Luke knew that he had used his last sheet of paper to write to his father, so after his day’s work he walked down Store Street where he knew there was a stationer’s shop. He was challenged at the corner of Montreal Street by a man with a constable’s badge.

“Where do you think you’re going?”

“I’m going about my business,” Luke replied. “What business is it of yours?”

“Beg your pardon, sir,” the man replied. “We’ve been told to keep the emigrants out of the city and down by the shore, so the fever doesn’t spread any more than it has already.”

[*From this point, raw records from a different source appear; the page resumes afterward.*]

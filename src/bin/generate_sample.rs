use std::sync::Arc;

use arrow::array::{Float64Array, Int64Array, StringArray};
use arrow::datatypes::{DataType, Field, Schema};
use arrow::record_batch::RecordBatch;
use parquet::arrow::ArrowWriter;

/// Minimal deterministic PRNG (xoshiro256**)
struct SimpleRng {
    state: [u64; 4],
}

impl SimpleRng {
    fn new(seed: u64) -> Self {
        let mut s = [0u64; 4];
        let mut x = seed;
        for slot in &mut s {
            x = x.wrapping_mul(6364136223846793005).wrapping_add(1);
            *slot = x;
        }
        SimpleRng { state: s }
    }

    fn next_u64(&mut self) -> u64 {
        let result = (self.state[1].wrapping_mul(5))
            .rotate_left(7)
            .wrapping_mul(9);
        let t = self.state[1] << 17;
        self.state[2] ^= self.state[0];
        self.state[3] ^= self.state[1];
        self.state[1] ^= self.state[2];
        self.state[0] ^= self.state[3];
        self.state[2] ^= t;
        self.state[3] = self.state[3].rotate_left(45);
        result
    }

    fn next_f64(&mut self) -> f64 {
        (self.next_u64() >> 11) as f64 / (1u64 << 53) as f64
    }

    fn pick<'a, T>(&mut self, items: &'a [T]) -> &'a T {
        &items[(self.next_u64() % items.len() as u64) as usize]
    }

    fn chance(&mut self, p: f64) -> bool {
        self.next_f64() < p
    }
}

/// City name and approximate centre.
const CITIES: [(&str, f64, f64); 6] = [
    ("Paris", 48.8566, 2.3522),
    ("Vincennes", 48.8474, 2.4392),
    ("Saint-Denis", 48.9362, 2.3574),
    ("Boulogne-Billancourt", 48.8397, 2.2399),
    ("Montreuil", 48.8638, 2.4485),
    ("Nanterre", 48.8924, 2.2069),
];

const ACCESS: [&str; 3] = ["Libre", "Restreint", "Agents RATP"];
const PLACES: [&str; 4] = ["Salle des billets", "Quai", "Local agents", "Couloir"];

fn main() {
    let mut rng = SimpleRng::new(42);
    let n_rows = 240;

    let mut ids: Vec<i64> = Vec::with_capacity(n_rows);
    let mut cities: Vec<String> = Vec::with_capacity(n_rows);
    let mut access: Vec<Option<String>> = Vec::with_capacity(n_rows);
    let mut places: Vec<String> = Vec::with_capacity(n_rows);
    let mut lats: Vec<Option<f64>> = Vec::with_capacity(n_rows);
    let mut lons: Vec<Option<f64>> = Vec::with_capacity(n_rows);

    for i in 0..n_rows {
        // Paris dominates the network
        let (city, lat0, lon0) = if rng.chance(0.6) {
            CITIES[0]
        } else {
            *rng.pick(&CITIES[1..])
        };
        ids.push(i as i64 + 1);
        cities.push(city.to_string());
        access.push((!rng.chance(0.03)).then(|| rng.pick(&ACCESS).to_string()));
        places.push(rng.pick(&PLACES).to_string());
        // a few stations were never geolocated
        let located = !rng.chance(0.05);
        lats.push(located.then(|| lat0 + (rng.next_f64() - 0.5) * 0.04));
        lons.push(located.then(|| lon0 + (rng.next_f64() - 0.5) * 0.06));
    }

    // Write CSV with the source column names and `;` delimiter
    let csv_path = "sample_defibrillateurs.csv";
    let mut writer = csv::WriterBuilder::new()
        .delimiter(b';')
        .from_path(csv_path)
        .expect("Failed to create CSV file");
    writer
        .write_record(["Identifiant", "Ville", "Accès", "Emplacement", "lat_coor1", "long_coor1"])
        .expect("Failed to write CSV header");
    for i in 0..n_rows {
        let fmt = |v: Option<f64>| v.map(|v| format!("{v:.6}")).unwrap_or_default();
        writer
            .write_record([
                ids[i].to_string(),
                cities[i].clone(),
                access[i].clone().unwrap_or_default(),
                places[i].clone(),
                fmt(lats[i]),
                fmt(lons[i]),
            ])
            .expect("Failed to write CSV row");
    }
    writer.flush().expect("Failed to flush CSV file");

    // Write Parquet with the same columns
    let schema = Arc::new(Schema::new(vec![
        Field::new("Identifiant", DataType::Int64, false),
        Field::new("Ville", DataType::Utf8, false),
        Field::new("Accès", DataType::Utf8, true),
        Field::new("Emplacement", DataType::Utf8, false),
        Field::new("lat_coor1", DataType::Float64, true),
        Field::new("long_coor1", DataType::Float64, true),
    ]));

    let batch = RecordBatch::try_new(
        schema.clone(),
        vec![
            Arc::new(Int64Array::from(ids)),
            Arc::new(StringArray::from(cities)),
            Arc::new(StringArray::from(access)),
            Arc::new(StringArray::from(places)),
            Arc::new(Float64Array::from(lats)),
            Arc::new(Float64Array::from(lons)),
        ],
    )
    .expect("Failed to create RecordBatch");

    let parquet_path = "sample_defibrillateurs.parquet";
    let file = std::fs::File::create(parquet_path).expect("Failed to create output file");
    let mut writer = ArrowWriter::try_new(file, schema, None).expect("Failed to create writer");
    writer.write(&batch).expect("Failed to write batch");
    writer.close().expect("Failed to close writer");

    println!("Wrote {n_rows} defibrillators to {csv_path} and {parquet_path}");
}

Luke wanted to point out that it was far too late for this sort of precautionary measure and that the fever had already spread beyond anyone’s control, but he didn’t want to be questioned too closely. If this man knew that he cared for emigrants every day, would he, too, be denied entry to Kingston’s centre? He tipped his hat to the man and walked on.

He completed his task at the stationer’s, risking the wrath of the merchant by asking to borrow ink and a pen. After he completed the letter of application to the Canada Company on behalf of the four wan Irishmen, he walked back toward Hôtel Dieu. He would borrow a piece of sacking from the nuns and walk down the shore until he found a secluded spot for bathing.

He was challenged again by a constable as he walked west along Brock Street. He wondered how any of these temporary watch guards would be able to tell if someone was an emigrant, or was anyone who had an Irish accent being told to turn back and huddle by the shore? If so, Mayor Kirkpatrick himself might have a hard time entering his own city.

The virulent spread of the disease became all too manifest, however, when he entered the hospital. Sister Bourbonnière stood near the front door, steadying herself against the wall, her pale face covered in a sheen of sweat.

“You need to lie down,” Luke said.

She shook her head. “I ’ave too much work.”

“Is it the fever?”

“I don’t know. It doesn’t matter. There is no place to lie down even if I could do so. The beds are all in use.”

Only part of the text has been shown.